You’ll be down the road from Santa’s place — layer up and layer up wisely.


We’ve said it before in our sunrise photography checklist, your tripod is the foundation of all late night/early morning photography.

You’ll be setting up 10–20 second exposures so ensure you have sturdy, shake-free one. If that means investing in a new one, consider how much time, effort and money it’s costing you to get to the Northern Lights. It’s a small price to pay for huge peace of mind.

Camera with Manual Mode

You’ll need full control over your ISO, f-stop and shutter speed.

Full frame / 35mm camera

They provide better overall image quality with lower noise when shooting in low light situations.

Wide angle lens

A quality wide angle lens (14–24mm range) with an aperture setting of f/2.8–f/4.
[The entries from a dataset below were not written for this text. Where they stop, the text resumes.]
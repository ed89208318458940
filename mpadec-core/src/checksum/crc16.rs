// Symphonia
// Copyright (c) 2019-2022 The Project Symphonia Developers.
//
// This Source Code Form is subject to the terms of the Mozilla Public
// License, v. 2.0. If a copy of the MPL was not distributed with this
// file, You can obtain one at https://mozilla.org/MPL/2.0/.

use crate::io::Monitor;

const POLY: u16 = 0x8005;

// Lookup table for the non-reflected polynomial 0x8005.
const CRC16_ANSI_TABLE: [u16; 256] = {
    let mut table = [0u16; 256];
    let mut i = 0u16;
    while i < 256 {
        let mut crc = i << 8;
        let mut j = 0;
        while j < 8 {
            if crc & 0x8000 != 0 {
                crc = (crc << 1) ^ POLY;
            }
            else {
                crc <<= 1;
            }
            j += 1;
        }
        table[i as usize] = crc;
        i += 1;
    }
    table
};

/// `Crc16Ansi` implements the CRC-16 algorithm using the ANSI polynomial (0x8005), processing
/// bits most-significant first and without reflection. This is the checksum protecting MPEG audio
/// frames, where the initial state is `0xffff`.
pub struct Crc16Ansi {
    state: u16,
}

impl Crc16Ansi {
    /// Instantiate a `Crc16Ansi` instance with an initial state.
    pub fn new(state: u16) -> Self {
        Crc16Ansi { state }
    }

    /// Returns the computed CRC.
    pub fn crc(&self) -> u16 {
        self.state
    }

    /// Processes the first `n_bits` bits of `buf`, most-significant bit first. Whole bytes are
    /// processed a byte at a time, and any trailing bits of the final partial byte individually.
    pub fn process_buf_bits(&mut self, buf: &[u8], n_bits: usize) {
        let n_bytes = n_bits >> 3;

        self.process_buf_bytes(&buf[..n_bytes]);

        let rem = n_bits & 0x7;

        if rem > 0 {
            let byte = buf[n_bytes];

            for i in 0..rem {
                let bit = u16::from(byte >> (7 - i)) & 1;
                let top = self.state >> 15;

                self.state <<= 1;

                if top ^ bit != 0 {
                    self.state ^= POLY;
                }
            }
        }
    }
}

impl Monitor for Crc16Ansi {
    #[inline(always)]
    fn process_byte(&mut self, byte: u8) {
        self.state =
            (self.state << 8) ^ CRC16_ANSI_TABLE[((self.state >> 8) as u8 ^ byte) as usize];
    }

    fn process_buf_bytes(&mut self, buf: &[u8]) {
        for &byte in buf {
            self.process_byte(byte);
        }
    }
}

#[cfg(test)]
mod tests {
    use super::*;

    const CHECK: &[u8] = b"123456789";

    #[test]
    fn verify_crc16_ansi() {
        let mut crc = Crc16Ansi::new(0);
        crc.process_buf_bytes(CHECK);
        assert_eq!(crc.crc(), 0xfee8);

        let mut crc = Crc16Ansi::new(0xffff);
        crc.process_buf_bytes(CHECK);
        assert_eq!(crc.crc(), 0xaee7);
    }

    #[test]
    fn verify_crc16_ansi_double_bytes() {
        let mut a = Crc16Ansi::new(0xffff);
        a.process_double_bytes([0x12, 0x34]);

        let mut b = Crc16Ansi::new(0xffff);
        b.process_buf_bytes(&[0x12, 0x34]);

        assert_eq!(a.crc(), b.crc());
    }

    #[test]
    fn verify_crc16_ansi_partial_bits() {
        // Processing whole bytes bit-by-bit must agree with the lookup table.
        let mut bytewise = Crc16Ansi::new(0xffff);
        bytewise.process_buf_bytes(CHECK);

        let mut bitwise = Crc16Ansi::new(0xffff);
        bitwise.process_buf_bits(CHECK, 8 * CHECK.len());
        assert_eq!(bitwise.crc(), bytewise.crc());

        // 20 bits is two whole bytes followed by the top nibble of the third. The low nibble of
        // the third byte is not part of the message.
        let mut partial = Crc16Ansi::new(0xffff);
        partial.process_buf_bits(&[0xab, 0xcd, 0xe7], 20);

        let mut whole = Crc16Ansi::new(0xffff);
        whole.process_buf_bits(&[0xab, 0xcd, 0xe0], 20);

        assert_eq!(partial.crc(), whole.crc());

        let mut single = Crc16Ansi::new(0);
        single.process_buf_bits(&[0x80], 1);
        assert_eq!(single.crc(), POLY);
    }
}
Did you know that the cold drains batteries faster? Pack extra batteries, and then pack a few extra on top just in case.

Remote control

These are technically optional, however, like the tripod, if you’re going all the way up there, why risk even the slightest bit of shake? Both digital and cable remotes are good, however, the cable remotes have been known to freeze in particularly cold conditions.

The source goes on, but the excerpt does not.